—Reprends-moi à ton service, et je serai assez payée.

—Tu es une brave fille! Viens m'embrasser.

Elle le fit avec une effusion de cœur qui me toucha.

J'étais toujours à gronder ma femme de ménage. Je lui donnai congé le soir même, et je mis la petite fellahine à la tête de mon linge, en l'avertissant qu'en mettant le pied en France elle était libre.

Pour ses appointements, je ne fis pas de prix; j'écrivis à mon père que j'avais un placement de 50,000 francs à faire, et, quand j'eus reçu la somme, je la donnai à Zabetta en lui disant que c'était sa dot, à condition qu'elle épouserait Guidamour, s'il ne lui déplaisait pas. Elle me répondit qu'un homme que j'aimais ne pouvait lui déplaire.

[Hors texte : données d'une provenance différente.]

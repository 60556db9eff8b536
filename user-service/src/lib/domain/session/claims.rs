use chrono::DateTime;
use chrono::Duration;
use chrono::Utc;
use serde::Deserialize;
use serde::Serialize;

use crate::user::models::Role;
use crate::user::models::User;

/// Who a session token speaks for.
#[derive(Debug, Clone, PartialEq, Eq)]
pub struct Identity {
    pub email: String,
    pub first_name: String,
    pub last_name: String,
    pub role: Role,
    pub subject_id: String,
}

impl From<&User> for Identity {
    fn from(user: &User) -> Self {
        Self {
            email: user.email.as_str().to_string(),
            first_name: user.first_name.as_str().to_string(),
            last_name: user.last_name.as_str().to_string(),
            role: user.role,
            subject_id: user.id.to_string(),
        }
    }
}

/// Payload of an access token.
///
/// Field names on the wire match the tokens issued by earlier deployments, so
/// those tokens keep validating until they expire.
#[derive(Debug, Clone, PartialEq, Eq, Serialize, Deserialize)]
pub struct SessionClaims {
    #[serde(rename = "Email")]
    pub email: String,

    #[serde(rename = "First_name")]
    pub first_name: String,

    #[serde(rename = "Last_name")]
    pub last_name: String,

    #[serde(rename = "User_type")]
    pub role: Role,

    #[serde(rename = "Uid")]
    pub uid: String,

    /// Issued at (Unix timestamp)
    #[serde(default)]
    pub iat: i64,

    /// Expiration time (Unix timestamp)
    pub exp: i64,
}

impl SessionClaims {
    /// Claims for `identity`, valid for `ttl` from `issued_at`.
    pub fn new(identity: &Identity, issued_at: DateTime<Utc>, ttl: Duration) -> Self {
        Self {
            email: identity.email.clone(),
            first_name: identity.first_name.clone(),
            last_name: identity.last_name.clone(),
            role: identity.role,
            uid: identity.subject_id.clone(),
            iat: issued_at.timestamp(),
            exp: (issued_at + ttl).timestamp(),
        }
    }

    pub fn identity(&self) -> Identity {
        Identity {
            email: self.email.clone(),
            first_name: self.first_name.clone(),
            last_name: self.last_name.clone(),
            role: self.role,
            subject_id: self.uid.clone(),
        }
    }
}

#[cfg(test)]
mod tests {
    use super::*;

    fn identity() -> Identity {
        Identity {
            email: "a@x.com".to_string(),
            first_name: "Ada".to_string(),
            last_name: "Lovelace".to_string(),
            role: Role::User,
            subject_id: "0190a5b2-0000-7000-8000-000000000001".to_string(),
        }
    }

    #[test]
    fn test_claims_carry_identity_and_expiry() {
        let now = Utc::now();
        let claims = SessionClaims::new(&identity(), now, Duration::hours(24));

        assert_eq!(claims.identity(), identity());
        assert_eq!(claims.iat, now.timestamp());
        assert_eq!(claims.exp - claims.iat, 24 * 60 * 60);
    }

    #[test]
    fn test_wire_field_names() {
        let claims = SessionClaims::new(&identity(), Utc::now(), Duration::hours(1));
        let json = serde_json::to_value(&claims).unwrap();

        assert_eq!(json["Email"], "a@x.com");
        assert_eq!(json["First_name"], "Ada");
        assert_eq!(json["Last_name"], "Lovelace");
        assert_eq!(json["User_type"], "USER");
        assert_eq!(json["Uid"], "0190a5b2-0000-7000-8000-000000000001");
        assert!(json["exp"].is_i64());
    }
}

J'avais déjà remarqué que le brave garçon ne pouvait lui adresser la parole sans pousser des soupirs à renverser des cathédrales.

Il quitta le service et employa la dot de sa femme à l'acquisition d'un magasin de lingerie, sur lequel Zabetta fit peindre par Morin une enseigne qui me représentait en uniforme de dragon, à cheval, avec cette épigraphe: À l'Égyptien.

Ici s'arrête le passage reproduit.